//! In-memory work queue between the scanner and the worker pool.
//!
//! Entries are job ids that have already been claimed into the processing
//! directory. The queue itself is not persisted: if the process dies while
//! an id is only held here, the recovery pass rebuilds it from the
//! processing directory on the next start.

use std::collections::VecDeque;
use std::sync::Mutex;

use tokio::sync::Notify;
use tokio_util::sync::CancellationToken;

use super::job::JobId;

/// FIFO of claimed job ids with blocking, cancellable dequeue.
///
/// No priority and no deduplication: an id enqueued twice is dispatched
/// twice. Claim-by-rename is what keeps ids unique in practice.
#[derive(Debug, Default)]
pub struct WorkQueue {
    entries: Mutex<VecDeque<JobId>>,
    notify: Notify,
}

impl WorkQueue {
    /// Creates an empty queue.
    pub fn new() -> Self {
        Self::default()
    }

    /// Appends a job id and wakes one waiting consumer.
    pub fn enqueue(&self, id: JobId) {
        self.lock().push_back(id);
        self.notify.notify_one();
    }

    /// Removes and returns the oldest id without waiting.
    pub fn try_dequeue(&self) -> Option<JobId> {
        let mut entries = self.lock();
        let id = entries.pop_front();
        // Hand the wake-up on if more work is waiting, so a burst of
        // enqueues that collapsed into one permit still reaches every idle
        // consumer.
        if id.is_some() && !entries.is_empty() {
            self.notify.notify_one();
        }
        id
    }

    /// Waits for the next job id.
    ///
    /// Returns the oldest id as soon as one is available, even after
    /// `shutdown` is cancelled, so consumers drain the queue before exiting.
    /// Returns `None` only when the queue is empty and `shutdown` has been
    /// cancelled.
    pub async fn dequeue(&self, shutdown: &CancellationToken) -> Option<JobId> {
        loop {
            if let Some(id) = self.try_dequeue() {
                return Some(id);
            }
            if shutdown.is_cancelled() {
                return None;
            }

            tokio::select! {
                _ = self.notify.notified() => {}
                _ = shutdown.cancelled() => {}
            }
        }
    }

    /// Number of pending entries. A snapshot; may be stale on return.
    pub fn len(&self) -> usize {
        self.lock().len()
    }

    pub fn is_empty(&self) -> bool {
        self.lock().is_empty()
    }

    /// Removes all pending entries and returns them in FIFO order.
    pub fn drain(&self) -> Vec<JobId> {
        self.lock().drain(..).collect()
    }

    fn lock(&self) -> std::sync::MutexGuard<'_, VecDeque<JobId>> {
        // A panic while holding the lock cannot leave the deque half-updated,
        // so a poisoned lock is still safe to use.
        self.entries
            .lock()
            .unwrap_or_else(|poisoned| poisoned.into_inner())
    }
}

§ **WORK ORDER**
In the data above, find the line with "available, even after" and the line with "if let Some(id)". Retype both, plus every line between them, exactly.

§ **ANSWER**
    /// Returns the oldest id as soon as one is available, even after
    /// `shutdown` is cancelled, so consumers drain the queue before exiting.
    /// Returns `None` only when the queue is empty and `shutdown` has been
    /// cancelled.
    pub async fn dequeue(&self, shutdown: &CancellationToken) -> Option<JobId> {
        loop {
            if let Some(id) = self.try_dequeue() {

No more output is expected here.